Dailies is a round-up of essential film writing and other highlights from our colleagues across the Internet — and, occasionally, our own writers. If you’d like to submit a piece for consideration, get in touch with us in the comments below or on Twitter at @TheFilmStage.
At The Dissolve, Noam Murray writes on the implications of watching movies at home and Sam Adams expands on Criticwire:
I do wonder though about Fithian’s compromise regarding 12 Years A Slave. He acknowledges the greatness of the film, and says that everyone should see it, just maybe at home, where, to quote Kael, they can “remain in control.” And how do they do that? Just the ability to pause a movie at any time helps a viewer feel empowered, and perhaps less anxious. But I also see a lot of people using social media to help maintain that distance Kael mentions. “Livetweeting” — or even just the occasional remark on Twitter or Facebook while watching a movie — is a good way to hold a movie at arm’s length, to make the film itself subordinate to whatever the viewer has to say about it, from moment to moment.
Film Comment has released a digital anthology that collects every feature, interview, and review the magazine has run on Jim Jarmusch.
Adrian Martin reflects on the career of the late Alain Resnais for Film Krant:
When I saw this mysterious moment on screen last year, it electrified me: Mathieu Amalric, moving his body heavily and turning his back to the camera (and to us) in a strangely ceremonial way, decisively points, with his hand and his whole arm, down a street.
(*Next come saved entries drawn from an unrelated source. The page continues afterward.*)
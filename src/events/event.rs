//! # Events emitted by a scene.
//!
//! The [`EventKind`] enum classifies event types across three categories:
//! - **Lifecycle events**: scene start, ending, end, timeouts, abort requests
//! - **Prop events**: store, fetch, dispose and cleanup failures
//! - **Signal events**: waiter registration and signal delivery
//!
//! The [`Event`] struct carries optional metadata such as key, topic, reason
//! and durations, set depending on the kind.
//!
//! ## Ordering guarantees
//! Each event has a globally unique sequence number (`seq`) that increases monotonically.
//! Events of one scene are published by its backend task in processing order.
//!
//! ## Example
//! ```rust
//! use std::time::Duration;
//! use scenevisor::{Event, EventKind};
//!
//! let ev = Event::new(EventKind::TimeoutHit)
//!     .with_reason("inactivity")
//!     .with_timeout(Duration::from_millis(50));
//!
//! assert_eq!(ev.kind, EventKind::TimeoutHit);
//! assert_eq!(ev.reason.as_deref(), Some("inactivity"));
//! assert_eq!(ev.timeout_ms, Some(50));
//! ```

use std::sync::Arc;
use std::sync::atomic::{AtomicU64, Ordering as AtomicOrdering};
use std::time::{Duration, SystemTime};

/// Global sequence counter for event ordering.
static EVENT_SEQ: AtomicU64 = AtomicU64::new(0);

/// Classification of scene events.
#[derive(Debug, Clone, Copy, PartialEq, Eq)]
pub enum EventKind {
    // === Subscriber events ===
    /// Subscriber panicked during event processing.
    ///
    /// Sets:
    /// - `subscriber`: subscriber name
    /// - `reason`: panic message
    SubscriberPanicked,

    /// Subscriber missed one or more events.
    ///
    /// Sets:
    /// - `subscriber`: subscriber name
    /// - `reason`: `"full"`, `"closed"` or `"lagged"` (the forwarder fell behind the bus)
    /// - `count`: events dropped for this subscriber so far
    SubscriberOverflow,

    // === Lifecycle events ===
    /// Backend started and armed its deadlines.
    ///
    /// Sets:
    /// - `timeout_ms`: absolute timeout (ms), if any
    /// - `inactivity_ms`: inactivity timeout (ms), if any
    SceneStarted,

    /// A deadline fired; the scene is about to end.
    ///
    /// Sets:
    /// - `reason`: `"inactivity"` or `"absolute"`
    /// - `timeout_ms`: configured duration of that deadline (ms)
    TimeoutHit,

    /// A caller aborted the scene.
    ///
    /// Sets:
    /// - `reason`: abort error message
    AbortRequested,

    /// Backend left the active state and starts teardown.
    ///
    /// Sets:
    /// - `count`: number of props awaiting cleanup
    SceneEnding,

    /// Teardown finished; the terminal result is fixed.
    ///
    /// Sets:
    /// - `count`: number of props cleaned up during teardown
    /// - `reason`: terminal error message (absent on clean stop)
    SceneEnded,

    // === Prop events ===
    /// A prop was stored.
    ///
    /// Sets:
    /// - `key`: prop key
    PropStored,

    /// A prop was fetched.
    ///
    /// Sets:
    /// - `key`: prop key
    PropFetched,

    /// A prop was disposed and its cleanup (if any) succeeded.
    ///
    /// Sets:
    /// - `key`: prop key
    PropDisposed,

    /// A cleanup callback failed, during dispose or teardown.
    ///
    /// Sets:
    /// - `key`: prop key
    /// - `reason`: cleanup error message
    CleanupFailed,

    /// A command was rejected (missing key, collision, no subscriber).
    ///
    /// Sets:
    /// - `key` or `topic`: the subject of the command
    /// - `reason`: error label
    CommandRejected,

    // === Signal events ===
    /// A waiter registered for a topic.
    ///
    /// Sets:
    /// - `topic`: topic name
    WaiterRegistered,

    /// A signal woke the waiters of a topic.
    ///
    /// Sets:
    /// - `topic`: topic name
    /// - `count`: number of woken waiters
    SignalDelivered,
}

/// Scene event with optional metadata.
///
/// - `seq`: monotonic global sequence for ordering
/// - `at`: wall-clock timestamp (for logs)
/// - other optional fields are set depending on the [`EventKind`]
#[derive(Clone, Debug)]
pub struct Event {
    /// Globally unique, monotonically increasing sequence number.
    pub seq: u64,
    /// Wall-clock timestamp.
    pub at: SystemTime,
    /// Event classification.
    pub kind: EventKind,

    /// Prop key, if applicable.
    pub key: Option<Arc<str>>,
    /// Signal topic, if applicable.
    pub topic: Option<Arc<str>>,
    /// Subscriber name (subscriber events only).
    pub subscriber: Option<&'static str>,
    /// Human-readable reason (errors, timeout kind, overflow details).
    pub reason: Option<Arc<str>>,
    /// Timeout in milliseconds (compact).
    pub timeout_ms: Option<u32>,
    /// Inactivity timeout in milliseconds (compact).
    pub inactivity_ms: Option<u32>,
    /// Number of affected items (woken waiters, cleaned props).
    pub count: Option<u32>,
}

impl Event {
    /// Creates a new event of the given kind with current timestamp and next sequence number.
    pub fn new(kind: EventKind) -> Self {
        Self {
            seq: EVENT_SEQ.fetch_add(1, AtomicOrdering::Relaxed),
            at: SystemTime::now(),
            kind,
            key: None,
            topic: None,
            subscriber: None,
            reason: None,
            timeout_ms: None,
            inactivity_ms: None,
            count: None,
        }
    }

    /// Attaches a prop key.
    #[inline]
    pub fn with_key(mut self, key: impl Into<Arc<str>>) -> Self {
        self.key = Some(key.into());
        self
    }

    /// Attaches a signal topic.
    #[inline]
    pub fn with_topic(mut self, topic: impl Into<Arc<str>>) -> Self {
        self.topic = Some(topic.into());
        self
    }

    /// Attaches a human-readable reason.
    #[inline]
    pub fn with_reason(mut self, reason: impl Into<Arc<str>>) -> Self {
        self.reason = Some(reason.into());
        self
    }

    /// Attaches a timeout duration (stored as milliseconds).
    #[inline]
    pub fn with_timeout(mut self, d: Duration) -> Self {
        self.timeout_ms = Some(millis(d));
        self
    }

    /// Attaches the inactivity timeout (stored as milliseconds).
    #[inline]
    pub fn with_inactivity(mut self, d: Duration) -> Self {
        self.inactivity_ms = Some(millis(d));
        self
    }

    /// Attaches a count.
    #[inline]
    pub fn with_count(mut self, n: usize) -> Self {
        self.count = Some(u32::try_from(n).unwrap_or(u32::MAX));
        self
    }

    /// Creates a subscriber overflow event.
    #[inline]
    pub fn subscriber_overflow(subscriber: &'static str, reason: &'static str) -> Self {
        let mut ev = Event::new(EventKind::SubscriberOverflow).with_reason(reason);
        ev.subscriber = Some(subscriber);
        ev
    }

    /// Creates a subscriber panic event.
    #[inline]
    pub fn subscriber_panicked(subscriber: &'static str, info: String) -> Self {
        let mut ev = Event::new(EventKind::SubscriberPanicked).with_reason(info);
        ev.subscriber = Some(subscriber);
        ev
    }

    #[inline]
    pub fn is_subscriber_overflow(&self) -> bool {
        matches!(self.kind, EventKind::SubscriberOverflow)
    }

    #[inline]
    pub fn is_subscriber_panic(&self) -> bool {
        matches!(self.kind, EventKind::SubscriberPanicked)
    }
}

fn millis(d: Duration) -> u32 {
    d.as_millis().min(u128::from(u32::MAX)) as u32
}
What place of assignation, of destination, of destiny itself, was this? When I experienced this tiny, powerful fragment of cinema in You Ain’t Seen Nothin’ Yet (2012), I had the feeling that director Alain Resnais was summing up his whole career, capping off his life-long research into the deep and secret language of film.
Entertainment Weekly lays off their founding movie critic, Owen Gleiberman, among others.
See a 22-screen Soviet panoramic cinema at Movies.com:
At The Atlantic, Noah Berlatsky on his opinion of the greatest American movie critic, James Baldwin:
Who’s the greatest American movie critic? A lot of folks probably would say Pauline Kael or David Bordwell or Manny Farber; some might argue for more academic writers like Linda Williams, Stanley Cavell, or Carol Clover. For me, though, it’s an easy question. The greatest film critic ever is James Baldwin. Baldwin is generally celebrated for his novels and (as Ta-Nehisi Coates wrote recently) his personal essays. But he wrote criticism as well. Mostly this was in the form of short reviews. There is, though, a major exception: his book-length essay, The Devil Finds Work, one of the most powerful examples ever of how writing about art can, itself, be art.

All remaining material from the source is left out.